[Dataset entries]
[Start of section]

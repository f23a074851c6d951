use std::time::Duration;

use bon::Builder;
use url::Url;

use crate::auth::Window;
use crate::error::Error;
use crate::{DEFAULT_HOST, Result};

/// Per-request deadline. There is no retry on top of it.
pub const DEFAULT_TIMEOUT: Duration = Duration::from_secs(30);

const HOST_VAR: &str = "BACKPACK_API_URL";
const WINDOW_VAR: &str = "BACKPACK_WINDOW_MS";

/// Client configuration. Credentials are passed separately, see
/// [`crate::Credentials`].
///
/// The builder needs an explicit host; [`Config::from_raw`] and
/// [`Config::from_env`] parse one, falling back to [`DEFAULT_HOST`].
#[non_exhaustive]
#[derive(Clone, Debug, Builder)]
pub struct Config {
    pub host: Url,
    #[builder(default)]
    pub window: Window,
    #[builder(default = DEFAULT_TIMEOUT)]
    pub timeout: Duration,
}

impl Config {
    /// Builds a configuration from string inputs, typically app-level
    /// settings or environment variables.
    pub fn from_raw(host: &str, window_ms: Option<&str>) -> Result<Self> {
        let host = parse_host(host)?;
        let window = match window_ms.map(str::trim).filter(|w| !w.is_empty()) {
            Some(raw) => {
                let millis = raw
                    .parse::<u32>()
                    .map_err(|e| Error::config(format!("invalid window `{raw}`: {e}")))?;
                Window::new(millis)?
            }
            None => Window::DEFAULT,
        };

        Ok(Self::builder().host(host).window(window).build())
    }

    /// Reads `BACKPACK_API_URL` and `BACKPACK_WINDOW_MS`, both optional.
    pub fn from_env() -> Result<Self> {
        dotenvy::dotenv().ok();

        let host = std::env::var(HOST_VAR).unwrap_or_else(|_| DEFAULT_HOST.to_owned());
        let window = std::env::var(WINDOW_VAR).ok();
        Self::from_raw(&host, window.as_deref())
    }
}

/// Parses `host` and makes sure relative joins keep any path prefix.
pub(crate) fn parse_host(host: &str) -> Result<Url> {
    let mut url = Url::parse(host.trim())?;
    if url.cannot_be_a_base() {
        return Err(Error::config(format!("host `{host}` cannot be used as a base URL")));
    }
    if !url.path().ends_with('/') {
        let path = format!("{}/", url.path());
        url.set_path(&path);
    }
    Ok(url)
}
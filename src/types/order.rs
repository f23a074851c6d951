use std::str::FromStr;

use chrono::{DateTime, Utc};
use rust_decimal::Decimal;
use serde::{Deserialize, Serialize};
use serde_with::formats::Flexible;
use serde_with::{TimestampMilliSeconds, serde_as};
use strum_macros::{AsRefStr, Display};

use crate::Result;
use crate::error::Error;

#[non_exhaustive]
#[derive(Clone, Copy, Debug, Display, AsRefStr, PartialEq, Eq, Hash, Serialize, Deserialize)]
pub enum Side {
    Bid,
    Ask,
}

impl Side {
    pub fn parse(value: &str) -> Result<Side> {
        match value {
            "Bid" => Ok(Side::Bid),
            "Ask" => Ok(Side::Ask),
            other => Err(Error::validation(format!(
                "side must be 'Bid' or 'Ask', got '{other}'"
            ))),
        }
    }
}

impl FromStr for Side {
    type Err = Error;

    fn from_str(s: &str) -> std::result::Result<Self, Self::Err> {
        Side::parse(s)
    }
}

#[non_exhaustive]
#[derive(Clone, Copy, Debug, Display, AsRefStr, PartialEq, Eq, Hash, Serialize, Deserialize)]
pub enum OrderType {
    Limit,
    Market,
}

impl OrderType {
    pub fn parse(value: &str) -> Result<OrderType> {
        match value {
            "Limit" => Ok(OrderType::Limit),
            "Market" => Ok(OrderType::Market),
            other => Err(Error::validation(format!(
                "orderType must be 'Limit' or 'Market', got '{other}'"
            ))),
        }
    }
}

impl FromStr for OrderType {
    type Err = Error;

    fn from_str(s: &str) -> std::result::Result<Self, Self::Err> {
        OrderType::parse(s)
    }
}

/// Order lifetime policy.
#[non_exhaustive]
#[derive(
    Clone, Copy, Debug, Default, Display, AsRefStr, PartialEq, Eq, Hash, Serialize, Deserialize,
)]
pub enum TimeInForce {
    /// Good till canceled.
    #[default]
    GTC,
    /// Immediate or cancel.
    IOC,
    /// Fill or kill.
    FOK,
}

impl TimeInForce {
    pub fn parse(value: &str) -> Result<TimeInForce> {
        match value {
            "GTC" => Ok(TimeInForce::GTC),
            "IOC" => Ok(TimeInForce::IOC),
            "FOK" => Ok(TimeInForce::FOK),
            other => Err(Error::validation(format!(
                "timeInForce must be one of 'GTC', 'IOC', 'FOK', got '{other}'"
            ))),
        }
    }
}

impl FromStr for TimeInForce {
    type Err = Error;

    fn from_str(s: &str) -> std::result::Result<Self, Self::Err> {
        TimeInForce::parse(s)
    }
}

#[non_exhaustive]
#[derive(Clone, Debug, Display, PartialEq, Eq, Serialize, Deserialize)]
pub enum OrderStatus {
    New,
    PartiallyFilled,
    Filled,
    Cancelled,
    Expired,
    TriggerPending,
    TriggerFailed,
    #[serde(other)]
    Unknown,
}

/// An order as reported by the exchange.
#[serde_as]
#[non_exhaustive]
#[derive(Clone, Debug, PartialEq, Serialize, Deserialize)]
#[serde(rename_all = "camelCase")]
pub struct Order {
    pub id: String,
    pub symbol: String,
    pub side: Side,
    pub order_type: OrderType,
    #[serde(default)]
    pub status: Option<OrderStatus>,
    #[serde(default)]
    pub quantity: Option<Decimal>,
    #[serde(default)]
    pub executed_quantity: Option<Decimal>,
    #[serde(default)]
    pub quote_quantity: Option<Decimal>,
    #[serde(default)]
    pub executed_quote_quantity: Option<Decimal>,
    #[serde(default)]
    pub price: Option<Decimal>,
    #[serde(default)]
    pub time_in_force: Option<TimeInForce>,
    #[serde(default)]
    pub post_only: Option<bool>,
    #[serde(default)]
    pub client_id: Option<u64>,
    #[serde(default)]
    pub self_trade_prevention: Option<String>,
    #[serde_as(as = "Option<TimestampMilliSeconds<i64, Flexible>>")]
    pub created_at: Option<DateTime<Utc>>,
}
use std::collections::BTreeMap;
use std::collections::btree_map;

use rust_decimal::Decimal;
use serde::{Deserialize, Serialize};

use crate::types::BorrowLendPosition;

/// Holdings of a single asset. Quantities serialize as decimal strings.
#[non_exhaustive]
#[derive(Clone, Debug, Default, PartialEq, Eq, Serialize, Deserialize)]
#[serde(default)]
pub struct Balance {
    pub available: Decimal,
    pub locked: Decimal,
    pub staked: Decimal,
    /// Funds currently lent out. Not reported by the capital endpoint;
    /// filled in from the borrow/lend positions.
    pub lent: Decimal,
}

impl Balance {
    #[must_use]
    pub fn total(&self) -> Decimal {
        self.available + self.locked + self.staked + self.lent
    }

    #[must_use]
    pub fn is_zero(&self) -> bool {
        [self.available, self.locked, self.staked, self.lent]
            .iter()
            .all(Decimal::is_zero)
    }
}

/// Balances keyed by asset symbol.
#[derive(Clone, Debug, Default, PartialEq, Eq, Serialize, Deserialize)]
#[serde(transparent)]
pub struct Balances(BTreeMap<String, Balance>);

impl Balances {
    #[must_use]
    pub fn get(&self, asset: &str) -> Option<&Balance> {
        self.0.get(asset)
    }

    #[must_use]
    pub fn len(&self) -> usize {
        self.0.len()
    }

    #[must_use]
    pub fn is_empty(&self) -> bool {
        self.0.is_empty()
    }

    pub fn iter(&self) -> btree_map::Iter<'_, String, Balance> {
        self.0.iter()
    }

    /// Assets with at least one non-zero component.
    #[must_use]
    pub fn non_zero(&self) -> Balances {
        Balances(
            self.0
                .iter()
                .filter(|(_, balance)| !balance.is_zero())
                .map(|(asset, balance)| (asset.clone(), balance.clone()))
                .collect(),
        )
    }

    /// Sets `lent` from every lend position (strictly positive net quantity),
    /// adding the asset when the capital endpoint did not report it. Assets
    /// without a lend position get `lent = 0`.
    pub fn merge_lent(&mut self, positions: &[BorrowLendPosition]) {
        for balance in self.0.values_mut() {
            balance.lent = Decimal::ZERO;
        }

        for position in positions.iter().filter(|p| p.is_lend()) {
            self.0.entry(position.symbol.clone()).or_default().lent = position.net_quantity;
        }
    }

    #[must_use]
    pub fn into_inner(self) -> BTreeMap<String, Balance> {
        self.0
    }
}

impl From<BTreeMap<String, Balance>> for Balances {
    fn from(map: BTreeMap<String, Balance>) -> Self {
        Self(map)
    }
}

impl IntoIterator for Balances {
    type Item = (String, Balance);
    type IntoIter = btree_map::IntoIter<String, Balance>;

    fn into_iter(self) -> Self::IntoIter {
        self.0.into_iter()
    }
}

impl<'balances> IntoIterator for &'balances Balances {
    type Item = (&'balances String, &'balances Balance);
    type IntoIter = btree_map::Iter<'balances, String, Balance>;

    fn into_iter(self) -> Self::IntoIter {
        self.0.iter()
    }
}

[End of section]

**Work request**
Wherever the word "FromStr" appears in a line of the data above, copy that line.

**Response box**
use std::str::FromStr;
impl FromStr for Side {
impl FromStr for OrderType {
impl FromStr for TimeInForce {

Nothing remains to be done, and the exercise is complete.